Cette accumulation intervient pourtant dans un contexte de performances agricoles remarquables. Entre la contre-saison et l’hivernage, la production a franchi la barre des 200 000 tonnes de riz blanc, un niveau record. Mais cette abondance, au lieu de profiter à la filière, se transforme aujourd’hui en véritable casse-tête.
Dans les entrepôts, près de 14 000 tonnes de riz blanc et environ 40 000 tonnes de paddy peinent à trouver preneurs. Une situation qui impacte directement les unités de transformation, dont certaines ont ralenti, voire suspendu leurs activités. Résultat : de nombreux travailleurs se retrouvent en chômage technique.

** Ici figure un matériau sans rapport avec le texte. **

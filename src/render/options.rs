//! Rendering options and configuration.

/// Options for rendering a document structure.
#[derive(Debug, Clone)]
pub struct RenderOptions {
    /// Replace detected bullet glyphs with this character
    pub list_marker: Option<char>,

    /// Markdown heading level (1-6)
    pub heading_level: u8,

    /// Escape special Markdown characters
    pub escape_special_chars: bool,

    /// Insert an empty line after each heading in text output
    pub blank_line_after_heading: bool,
}

impl RenderOptions {
    /// Create new render options with defaults.
    pub fn new() -> Self {
        Self::default()
    }

    /// Set the list marker character.
    pub fn with_list_marker(mut self, marker: char) -> Self {
        self.list_marker = Some(marker);
        self
    }

    /// Set the Markdown heading level.
    pub fn with_heading_level(mut self, level: u8) -> Self {
        self.heading_level = level.clamp(1, 6);
        self
    }

    /// Enable or disable Markdown escaping.
    pub fn with_escaping(mut self, escape: bool) -> Self {
        self.escape_special_chars = escape;
        self
    }

    /// Enable or disable the blank line after headings.
    pub fn with_heading_spacing(mut self, blank_line: bool) -> Self {
        self.blank_line_after_heading = blank_line;
        self
    }
}

impl Default for RenderOptions {
    fn default() -> Self {
        Self {
            list_marker: None,
            heading_level: 2,
            escape_special_chars: true,
            blank_line_after_heading: false,
        }
    }
}

/// Output format for [`write_to_sink`](super::write_to_sink) and the CLI.
#[derive(Debug, Clone, Copy, PartialEq, Eq, Default)]
pub enum OutputFormat {
    /// One line per structure line
    #[default]
    Text,
    /// Markdown headings and lists
    Markdown,
    /// Pretty-printed JSON
    Json,
    /// Compact JSON
    JsonCompact,
}

#[cfg(test)]
mod tests {
    use super::*;

    #[test]
    fn test_render_options_builder() {
        let options = RenderOptions::new()
            .with_list_marker('*')
            .with_heading_level(9)
            .with_escaping(false)
            .with_heading_spacing(true);

        assert_eq!(options.list_marker, Some('*'));
        assert_eq!(options.heading_level, 6);
        assert!(!options.escape_special_chars);
        assert!(options.blank_line_after_heading);
    }

    #[test]
    fn test_heading_level_lower_clamp() {
        assert_eq!(RenderOptions::new().with_heading_level(0).heading_level, 1);
    }
}
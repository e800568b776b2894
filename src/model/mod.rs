//! Data model for extracted content.
//!
//! Fragments flow into words, words into classified lines. The
//! [`Document`] bundles the final lines with run metadata, statistics,
//! and warnings.

mod document;
mod fragment;
mod structure;
mod word;

pub use document::{Document, ExtractionStats, Metadata};
pub use fragment::{Fragment, FragmentLog};
pub use structure::{DocumentStructure, Line};
pub use word::Word;
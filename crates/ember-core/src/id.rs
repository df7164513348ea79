//! Stable identifiers for emitters, particles and render nodes

use serde::{Deserialize, Serialize};
use std::fmt;
use std::sync::atomic::{AtomicU64, Ordering};

macro_rules! define_id {
    ($(#[$doc:meta])* $name:ident, $counter:ident) => {
        /// Global counter for generating unique IDs
        static $counter: AtomicU64 = AtomicU64::new(1);

        $(#[$doc])*
        #[derive(Clone, Copy, Hash, Eq, PartialEq, Ord, PartialOrd, Serialize, Deserialize)]
        #[serde(transparent)]
        pub struct $name(pub u64);

        impl $name {
            /// Mint a new unique id
            pub fn new() -> Self {
                Self($counter.fetch_add(1, Ordering::Relaxed))
            }

            /// Create an id from a raw value (for testing)
            pub fn from_raw(id: u64) -> Self {
                Self(id)
            }

            /// Get the raw u64 value
            pub fn raw(&self) -> u64 {
                self.0
            }
        }

        impl Default for $name {
            fn default() -> Self {
                Self::new()
            }
        }

        impl fmt::Debug for $name {
            fn fmt(&self, f: &mut fmt::Formatter<'_>) -> fmt::Result {
                write!(f, concat!(stringify!($name), "({})"), self.0)
            }
        }

        impl fmt::Display for $name {
            fn fmt(&self, f: &mut fmt::Formatter<'_>) -> fmt::Result {
                write!(f, "{}", self.0)
            }
        }
    };
}

define_id!(
    /// A stable handle to a registered emitter.
    ///
    /// Returned by `Manager::create_emitter` and used for explicit removal;
    /// never recycled within a process.
    EmitterId,
    NEXT_EMITTER_ID
);

define_id!(
    /// A stable identifier for one live particle.
    ParticleId,
    NEXT_PARTICLE_ID
);

define_id!(
    /// An opaque handle to a node owned by the render surface.
    ///
    /// The engine never interprets the value; it only hands it back to the
    /// surface that minted it.
    NodeHandle,
    NEXT_NODE_HANDLE
);

#[cfg(test)]
mod tests {
    use super::*;

    #[test]
    fn test_id_generation() {
        let id1 = EmitterId::new();
        let id2 = EmitterId::new();
        assert_ne!(id1, id2);
        assert!(id2.0 > id1.0);
    }

    #[test]
    fn test_from_raw() {
        let id = ParticleId::from_raw(42);
        assert_eq!(id.raw(), 42);
    }

    #[test]
    fn test_node_handles_unique() {
        let a = NodeHandle::new();
        let b = NodeHandle::new();
        assert_ne!(a, b);
    }
}
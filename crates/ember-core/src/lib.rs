//! Ember Core - Foundational types for the ember particle engine
//!
//! This crate provides the types every other ember crate depends on:
//! - `EmitterId`, `ParticleId`, `NodeHandle` - Stable identifiers
//! - `Vec2` - 2D spatial math
//! - Error types and Result alias

mod error;
mod id;
mod types;

pub use error::{EmberError, Result};
pub use id::{EmitterId, NodeHandle, ParticleId};
pub use types::Vec2;
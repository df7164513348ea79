//! Decoding and encoding of style-string values
//!
//! Recognized encodings, dispatched on the leading characters:
//! - hex color: `#fff` or `#ffffff` (single-digit channels duplicate, so
//!   `f` reads as `0xff`)
//! - functional color: `rgb(r, g, b)` or `rgba(r, g, b, a)`
//! - scalar: a number with an optional unit suffix, `16px`, `1.5`, `50%`

use ember_core::{EmberError, Result};
use serde::{Deserialize, Serialize};
use std::fmt;

/// A decoded visual value.
///
/// A single animated property uses exactly one variant across all its
/// keyframes; mixing variants within one list is a contract violation
/// caught at animator construction.
#[derive(Clone, Debug, PartialEq, Serialize, Deserialize)]
pub enum StyleValue {
    /// A number with a unit suffix (empty unit for bare numbers)
    Scalar { magnitude: f32, unit: String },
    /// An RGBA color with 8-bit channels and fractional alpha
    Color { r: u8, g: u8, b: u8, a: f32 },
}

impl StyleValue {
    pub fn scalar(magnitude: f32, unit: impl Into<String>) -> Self {
        Self::Scalar {
            magnitude,
            unit: unit.into(),
        }
    }

    pub const fn color(r: u8, g: u8, b: u8, a: f32) -> Self {
        Self::Color { r, g, b, a }
    }

    pub fn is_color(&self) -> bool {
        matches!(self, Self::Color { .. })
    }

    /// Variant name for error messages
    pub fn kind(&self) -> &'static str {
        match self {
            Self::Scalar { .. } => "scalar",
            Self::Color { .. } => "color",
        }
    }

    /// Parse a style string into a normalized value.
    ///
    /// Malformed input is a `Decode` error, never a silent zero.
    pub fn decode(input: &str) -> Result<Self> {
        let s = input.trim();
        if s.is_empty() {
            return Err(EmberError::Decode("empty style value".into()));
        }
        if let Some(hex) = s.strip_prefix('#') {
            return decode_hex(hex, input);
        }
        if s.starts_with("rgb") {
            return decode_functional(s, input);
        }
        decode_scalar(s, input)
    }

    /// Serialize back to a style string.
    ///
    /// Colors always come out as `rgba(r, g, b, a)` with integer channels;
    /// scalars as `magnitude` + `unit` with no separator. Whole numbers
    /// print without a fractional part, so `decode(encode(v)) == v` for
    /// every valid `v`.
    pub fn encode(&self) -> String {
        self.to_string()
    }
}

impl fmt::Display for StyleValue {
    fn fmt(&self, f: &mut fmt::Formatter<'_>) -> fmt::Result {
        match self {
            Self::Scalar { magnitude, unit } => {
                write!(f, "{}{}", Number(*magnitude), unit)
            }
            Self::Color { r, g, b, a } => {
                write!(f, "rgba({}, {}, {}, {})", r, g, b, Number(*a))
            }
        }
    }
}

/// Prints whole floats without a trailing `.0` (`16` rather than `16.0`)
struct Number(f32);

impl fmt::Display for Number {
    fn fmt(&self, f: &mut fmt::Formatter<'_>) -> fmt::Result {
        if self.0.fract() == 0.0 && self.0.abs() < 1e9 {
            write!(f, "{}", self.0 as i64)
        } else {
            write!(f, "{}", self.0)
        }
    }
}

fn decode_hex(digits: &str, input: &str) -> Result<StyleValue> {
    let nibble = |c: char| c.to_digit(16).map(|d| d as u8);
    let chars: Vec<u8> = digits
        .chars()
        .map(nibble)
        .collect::<Option<Vec<u8>>>()
        .ok_or_else(|| EmberError::Decode(format!("invalid hex color: {input:?}")))?;

    let (r, g, b) = match chars.as_slice() {
        // Single-digit channels duplicate: #fa0 == #ffaa00
        [r, g, b] => (r * 0x11, g * 0x11, b * 0x11),
        [r1, r0, g1, g0, b1, b0] => (r1 * 16 + r0, g1 * 16 + g0, b1 * 16 + b0),
        _ => {
            return Err(EmberError::Decode(format!(
                "hex color must have 3 or 6 digits: {input:?}"
            )))
        }
    };
    Ok(StyleValue::color(r, g, b, 1.0))
}

fn decode_functional(s: &str, input: &str) -> Result<StyleValue> {
    let bad = || EmberError::Decode(format!("invalid functional color: {input:?}"));

    let (head, rest) = s.split_once('(').ok_or_else(bad)?;
    let has_alpha = match head.trim() {
        "rgb" => false,
        "rgba" => true,
        _ => return Err(bad()),
    };
    let body = rest.trim_end().strip_suffix(')').ok_or_else(bad)?;
    let parts: Vec<&str> = body.split(',').map(str::trim).collect();
    if parts.len() != if has_alpha { 4 } else { 3 } {
        return Err(bad());
    }

    let channel = |p: &str| p.parse::<u8>().map_err(|_| bad());
    let r = channel(parts[0])?;
    let g = channel(parts[1])?;
    let b = channel(parts[2])?;
    let a = if has_alpha {
        let a: f32 = parts[3].parse().map_err(|_| bad())?;
        if !(0.0..=1.0).contains(&a) {
            return Err(bad());
        }
        a
    } else {
        1.0
    };
    Ok(StyleValue::color(r, g, b, a))
}

fn decode_scalar(s: &str, input: &str) -> Result<StyleValue> {
    let digits_end = s
        .char_indices()
        .find(|&(i, c)| !(c.is_ascii_digit() || c == '.' || (i == 0 && c == '-')))
        .map(|(i, _)| i)
        .unwrap_or(s.len());
    let (num, unit) = s.split_at(digits_end);

    let magnitude: f32 = num
        .parse()
        .map_err(|_| EmberError::Decode(format!("not a recognized style value: {input:?}")))?;
    if !unit.chars().all(|c| c.is_ascii_alphabetic() || c == '%') {
        return Err(EmberError::Decode(format!(
            "invalid unit suffix in: {input:?}"
        )));
    }
    Ok(StyleValue::scalar(magnitude, unit))
}

#[cfg(test)]
mod tests {
    use super::*;

    #[test]
    fn decode_short_hex() {
        assert_eq!(
            StyleValue::decode("#fff").unwrap(),
            StyleValue::color(255, 255, 255, 1.0)
        );
        assert_eq!(
            StyleValue::decode("#fa0").unwrap(),
            StyleValue::color(0xff, 0xaa, 0x00, 1.0)
        );
    }

    #[test]
    fn decode_long_hex() {
        assert_eq!(
            StyleValue::decode("#ff8844").unwrap(),
            StyleValue::color(0xff, 0x88, 0x44, 1.0)
        );
    }

    #[test]
    fn decode_hex_rejects_bad_lengths() {
        assert!(StyleValue::decode("#ffff").is_err());
        assert!(StyleValue::decode("#f").is_err());
        assert!(StyleValue::decode("#gggggg").is_err());
    }

    #[test]
    fn decode_rgb_defaults_alpha() {
        assert_eq!(
            StyleValue::decode("rgb(255, 0, 10)").unwrap(),
            StyleValue::color(255, 0, 10, 1.0)
        );
    }

    #[test]
    fn decode_rgba() {
        assert_eq!(
            StyleValue::decode("rgba(1,2,3,0.5)").unwrap(),
            StyleValue::color(1, 2, 3, 0.5)
        );
    }

    #[test]
    fn decode_functional_rejects_malformed() {
        assert!(StyleValue::decode("rgb(1, 2)").is_err());
        assert!(StyleValue::decode("rgba(1, 2, 3)").is_err());
        assert!(StyleValue::decode("rgb(300, 0, 0)").is_err());
        assert!(StyleValue::decode("rgba(1, 2, 3, 1.5)").is_err());
        assert!(StyleValue::decode("rgbx(1, 2, 3)").is_err());
    }

    #[test]
    fn decode_scalar_with_unit() {
        assert_eq!(
            StyleValue::decode("16px").unwrap(),
            StyleValue::scalar(16.0, "px")
        );
        assert_eq!(
            StyleValue::decode("50%").unwrap(),
            StyleValue::scalar(50.0, "%")
        );
    }

    #[test]
    fn decode_bare_number() {
        assert_eq!(
            StyleValue::decode("1.5").unwrap(),
            StyleValue::scalar(1.5, "")
        );
        assert_eq!(
            StyleValue::decode("-4px").unwrap(),
            StyleValue::scalar(-4.0, "px")
        );
    }

    #[test]
    fn decode_rejects_garbage() {
        assert!(StyleValue::decode("notacolor").is_err());
        assert!(StyleValue::decode("").is_err());
        assert!(StyleValue::decode("px16").is_err());
    }

    #[test]
    fn encode_normalizes() {
        assert_eq!(StyleValue::color(255, 0, 10, 1.0).encode(), "rgba(255, 0, 10, 1)");
        assert_eq!(StyleValue::color(1, 2, 3, 0.5).encode(), "rgba(1, 2, 3, 0.5)");
        assert_eq!(StyleValue::scalar(16.0, "px").encode(), "16px");
        assert_eq!(StyleValue::scalar(1.5, "").encode(), "1.5");
    }

    #[test]
    fn round_trip() {
        for s in ["#fff", "#ff8844", "rgb(12, 34, 56)", "rgba(1, 2, 3, 0.25)", "16px", "0.5", "100%"] {
            let v = StyleValue::decode(s).unwrap();
            let back = StyleValue::decode(&v.encode()).unwrap();
            assert_eq!(v, back, "round trip failed for {s:?}");
        }
    }
}
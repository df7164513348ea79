//! Ember Particles - emitters, particle physics and the per-frame tick
//!
//! Provides a style-keyframe particle simulation with:
//! - Timed emitter cadences with catch-up spawning and emission budgets
//! - Per-spawn template resolution (fixed values or zero-arg resolvers)
//! - Euler position/velocity/lifetime integration
//! - Per-property style animators evaluated at normalized lifetime progress
//! - A global particle cap with oldest-first eviction
//!
//! Rendering is delegated to a host-supplied [`RenderSurface`]; the engine
//! never owns a window or a frame source.

pub mod clock;
pub mod emitter;
pub mod manager;
pub mod particle;
pub mod rand;
pub mod surface;

pub use clock::FrameClock;
pub use emitter::{EmitterConfig, EmitterState, ParticleTemplate, Prop, StyleSpec};
pub use manager::{Manager, ManagerConfig};
pub use particle::{Particle, UpdateHook};
pub use rand::EffectRng;
pub use surface::{RecordingSurface, RenderSurface};
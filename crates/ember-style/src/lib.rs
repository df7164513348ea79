//! Ember Style - style-string values animated over a particle's lifetime
//!
//! Three layers, leaf first:
//! - `value`: decode a style string (`#fff`, `rgba(...)`, `16px`) into a
//!   normalized `StyleValue` and encode it back
//! - `sampler`: blend an ordered keyframe list at a fractional progress
//! - `animator`: the two composed into `progress -> style string`, built
//!   once per animated property

pub mod animator;
pub mod sampler;
pub mod value;

pub use animator::PropertyAnimator;
pub use sampler::{lerp, sample};
pub use value::StyleValue;
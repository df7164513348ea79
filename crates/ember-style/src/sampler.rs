//! Pure keyframe evaluation over a decoded value list
//!
//! Keyframes sit at the normalized progress points `0, 1/(n-1), ..., 1`;
//! sampling maps a progress in [0, 1] onto the surrounding pair and blends
//! channel-wise. Progress is assumed pre-clamped by the animator.

use crate::value::StyleValue;

/// Linear interpolation between two floats
pub fn lerp(a: f32, b: f32, t: f32) -> f32 {
    a + (b - a) * t
}

/// Sample a keyframe list at a given progress, returning the blended value.
///
/// A one-element list returns that element for any progress. The local
/// fraction is 0 at the final keyframe, so the last value is never
/// overshot. Scalar units are taken from the first keyframe; the animator
/// guarantees they are constant across the list.
pub fn sample(keyframes: &[StyleValue], progress: f32) -> StyleValue {
    debug_assert!(!keyframes.is_empty());
    debug_assert!((0.0..=1.0).contains(&progress));

    let n = keyframes.len();
    if n == 1 {
        return keyframes[0].clone();
    }

    let total = progress * (n - 1) as f32;
    let start = (total.floor() as usize).min(n - 1);
    let end = (start + 1).min(n - 1);
    let local = total - start as f32;

    blend(&keyframes[start], &keyframes[end], local, &keyframes[0])
}

fn blend(a: &StyleValue, b: &StyleValue, t: f32, first: &StyleValue) -> StyleValue {
    match (a, b, first) {
        (
            StyleValue::Scalar { magnitude: ma, .. },
            StyleValue::Scalar { magnitude: mb, .. },
            StyleValue::Scalar { unit, .. },
        ) => StyleValue::scalar(lerp(*ma, *mb, t), unit.clone()),
        (
            StyleValue::Color {
                r: ra,
                g: ga,
                b: ba,
                a: aa,
            },
            StyleValue::Color {
                r: rb,
                g: gb,
                b: bb,
                a: ab,
            },
            _,
        ) => StyleValue::color(
            lerp(*ra as f32, *rb as f32, t).round() as u8,
            lerp(*ga as f32, *gb as f32, t).round() as u8,
            lerp(*ba as f32, *bb as f32, t).round() as u8,
            lerp(*aa, *ab, t),
        ),
        // Mixed variants never reach here through a validated animator
        _ => a.clone(),
    }
}
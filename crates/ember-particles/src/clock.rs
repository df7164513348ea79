//! Frame clock for hosts that drive the tick from wall time

use std::time::Instant;

/// Produces per-frame deltas for `Manager::tick`.
///
/// The manager itself never reads a clock — the frame source is external —
/// but hosts without their own timing can tick this once per frame and feed
/// the returned delta through.
pub struct FrameClock {
    /// Total elapsed time in seconds
    pub total_time: f64,
    /// Time since last frame in seconds
    pub delta_time: f64,
    /// Last tick instant
    last_instant: Instant,
    /// Whether this is the first tick
    first_tick: bool,
}

impl Default for FrameClock {
    fn default() -> Self {
        Self {
            total_time: 0.0,
            delta_time: 0.0,
            last_instant: Instant::now(),
            first_tick: true,
        }
    }
}

impl FrameClock {
    pub fn new() -> Self {
        Self::default()
    }

    /// Advance the clock and return the frame delta in seconds.
    /// Call once per frame. The first tick yields zero.
    pub fn tick(&mut self) -> f32 {
        let now = Instant::now();

        if self.first_tick {
            self.first_tick = false;
            self.last_instant = now;
            self.delta_time = 0.0;
            return 0.0;
        }

        let elapsed = now.duration_since(self.last_instant).as_secs_f64();
        self.last_instant = now;

        // Clamp to avoid spiral of death (max 250ms frame time)
        self.delta_time = elapsed.min(0.25);
        self.total_time += self.delta_time;
        self.delta_time as f32
    }
}
//! The rendering collaborator seam
//!
//! The engine pushes all visual side effects through this trait and never
//! touches a window, a DOM or a GPU itself. Exactly one particle writes any
//! given node.

use ember_core::NodeHandle;
use std::collections::HashMap;

/// What the engine requires from its host's renderer.
pub trait RenderSurface {
    /// Create a renderable node and return a handle to it.
    fn create_node(&mut self) -> NodeHandle;

    /// Set a named visual property on a node to a style-string value.
    fn set_node_property(&mut self, node: NodeHandle, name: &str, value: &str);

    /// Remove a node. The handle must not be used afterwards.
    fn release_node(&mut self, node: NodeHandle);
}

/// An in-memory surface that records every call — the test double for the
/// engine's own tests, also usable by headless hosts.
#[derive(Default)]
pub struct RecordingSurface {
    nodes: HashMap<NodeHandle, HashMap<String, String>>,
    released: Vec<NodeHandle>,
}

impl RecordingSurface {
    pub fn new() -> Self {
        Self::default()
    }

    /// Number of nodes created and not yet released
    pub fn live_count(&self) -> usize {
        self.nodes.len()
    }

    /// Last value pushed for a property on a live node
    pub fn property(&self, node: NodeHandle, name: &str) -> Option<&str> {
        self.nodes.get(&node)?.get(name).map(String::as_str)
    }

    /// Handles of all live nodes, unordered
    pub fn live_nodes(&self) -> Vec<NodeHandle> {
        self.nodes.keys().copied().collect()
    }

    /// Nodes released so far, in release order
    pub fn released(&self) -> &[NodeHandle] {
        &self.released
    }
}

impl RenderSurface for RecordingSurface {
    fn create_node(&mut self) -> NodeHandle {
        let handle = NodeHandle::new();
        self.nodes.insert(handle, HashMap::new());
        handle
    }

    fn set_node_property(&mut self, node: NodeHandle, name: &str, value: &str) {
        if let Some(props) = self.nodes.get_mut(&node) {
            props.insert(name.to_string(), value.to_string());
        }
    }

    fn release_node(&mut self, node: NodeHandle) {
        if self.nodes.remove(&node).is_some() {
            self.released.push(node);
        }
    }
}
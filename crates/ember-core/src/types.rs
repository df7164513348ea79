//! Spatial types

use serde::{Deserialize, Serialize};
use std::ops::{Add, AddAssign, Mul, Sub};

/// A 2D vector
#[derive(Clone, Copy, Debug, Default, PartialEq, Serialize, Deserialize)]
pub struct Vec2 {
    pub x: f32,
    pub y: f32,
}

impl Vec2 {
    pub const ZERO: Self = Self { x: 0.0, y: 0.0 };
    pub const ONE: Self = Self { x: 1.0, y: 1.0 };

    pub const fn new(x: f32, y: f32) -> Self {
        Self { x, y }
    }

    pub fn from_array(arr: [f32; 2]) -> Self {
        Self {
            x: arr[0],
            y: arr[1],
        }
    }

    pub fn to_array(&self) -> [f32; 2] {
        [self.x, self.y]
    }

    pub fn length(&self) -> f32 {
        (self.x * self.x + self.y * self.y).sqrt()
    }

    /// Unit vector at `angle_deg` degrees, measured clockwise from +x
    /// (screen coordinates: +y points down).
    pub fn from_angle_deg(angle_deg: f32) -> Self {
        let rad = angle_deg.to_radians();
        Self {
            x: rad.cos(),
            y: rad.sin(),
        }
    }
}

impl Add for Vec2 {
    type Output = Self;
    fn add(self, other: Self) -> Self {
        Self {
            x: self.x + other.x,
            y: self.y + other.y,
        }
    }
}

impl AddAssign for Vec2 {
    fn add_assign(&mut self, other: Self) {
        self.x += other.x;
        self.y += other.y;
    }
}

impl Sub for Vec2 {
    type Output = Self;
    fn sub(self, other: Self) -> Self {
        Self {
            x: self.x - other.x,
            y: self.y - other.y,
        }
    }
}

impl Mul<f32> for Vec2 {
    type Output = Self;
    fn mul(self, scalar: f32) -> Self {
        Self {
            x: self.x * scalar,
            y: self.y * scalar,
        }
    }
}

Les acteurs de la filière pointent du doigt le manque de soutien de l’État. Ils réclament notamment l’instauration d’une subvention de 50 F CFA par kilogramme afin de renforcer la compétitivité du riz local face aux importations.
Autre source de frustration : les achats institutionnels annoncés par le Premier ministre Ousmane Sonko tardent à se concrétiser. « Depuis ces annonces, aucune avancée n’a été enregistrée. Le dossier ne semble même pas encore traité au niveau du ministère des Finances », déplore Alioune Diagne.